▶ **What you will do**
The number of lines containing the word "CompressionLayer" is all you should give; count them in the records below.

Saved entries
use std::sync::Arc;

use axum::{
    Router,
    body::Body,
    extract::MatchedPath,
    http::{HeaderName, Request, header},
    middleware,
    routing::{get, post},
};
use tower::ServiceBuilder;
use tower_http::{
    compression::CompressionLayer,
    request_id::{MakeRequestUuid, PropagateRequestIdLayer, SetRequestIdLayer},
    trace::TraceLayer,
};

use crate::{
    middlewares::{jwt_auth_middleware, optional_jwt_auth_middleware},
    state::AppState,
};

const REQUEST_ID_HEADER: &str = "x-request-id";

pub fn init_router(app_state: AppState) -> Router {
    let state = Arc::new(app_state);

    let app = Router::new()
        .route("/", get(crate::controllers::home::index))
        .route("/auth/register", post(crate::controllers::auth::register))
        .route("/auth/login", post(crate::controllers::auth::login))
        .route("/auth/logout", post(crate::controllers::auth::logout));

    let books_public_route = Router::new()
        .route("/search/{query}", get(crate::controllers::books::search))
        .route("/{id}/ratings", get(crate::controllers::ratings::index))
        .route("/{id}/reviews", get(crate::controllers::reviews::index));

    // The detail view is public but personalizes when a session is present.
    let books_detail_route = Router::new()
        .route("/{id}", get(crate::controllers::books::show))
        .layer(middleware::from_fn_with_state(
            state.clone(),
            optional_jwt_auth_middleware,
        ));

    let books_user_route = Router::new()
        .route("/user/favorites", get(crate::controllers::library::favorites))
        .route("/user/reviews", get(crate::controllers::library::reviews))
        .route("/user/ratings", get(crate::controllers::library::ratings))
        .route(
            "/{id}/favorite",
            post(crate::controllers::favorites::toggle),
        )
        .route(
            "/{id}/rate",
            post(crate::controllers::ratings::store)
                .put(crate::controllers::ratings::update)
                .delete(crate::controllers::ratings::destroy),
        )
        .route(
            "/{id}/review",
            post(crate::controllers::reviews::store)
                .put(crate::controllers::reviews::update)
                .delete(crate::controllers::reviews::destroy),
        )
        .layer(middleware::from_fn_with_state(
            state.clone(),
            jwt_auth_middleware,
        ));

    let me_route = Router::new()
        .route("/", get(crate::controllers::me::index))
        .layer(middleware::from_fn_with_state(
            state.clone(),
            jwt_auth_middleware,
        ));

    let x_request_id_header = HeaderName::from_static(REQUEST_ID_HEADER);
    let request_id_middleware = ServiceBuilder::new()
        .layer(SetRequestIdLayer::new(
            x_request_id_header.clone(),
            MakeRequestUuid,
        ))
        .layer(
            TraceLayer::new_for_http().make_span_with(|request: &Request<Body>| {
                let request_id = match request.headers().get(REQUEST_ID_HEADER) {
                    Some(val) => val.to_str().unwrap_or(""),
                    None => "",
                };
                let user_agent = match request.headers().get(header::USER_AGENT) {
                    Some(val) => val.to_str().unwrap_or(""),
                    None => "",
                };

                let matched_path = request
                    .extensions()
                    .get::<MatchedPath>()
                    .map(MatchedPath::as_str);

                tracing::info_span!(
                    "http_request",
                    request_id,
                    method = ?request.method(),
                    uri = ?request.uri(),
                    path = matched_path,
                    version = ?request.version(),
                    user_agent,
                )
            }),
        )
        .layer(PropagateRequestIdLayer::new(x_request_id_header));

    app.nest(
        "/books",
        books_public_route
            .merge(books_detail_route)
            .merge(books_user_route),
    )
    .nest("/me", me_route)
    .layer(CompressionLayer::new())
    .layer(request_id_middleware)
    .with_state(state)
}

▶ **Solution to this problem**
2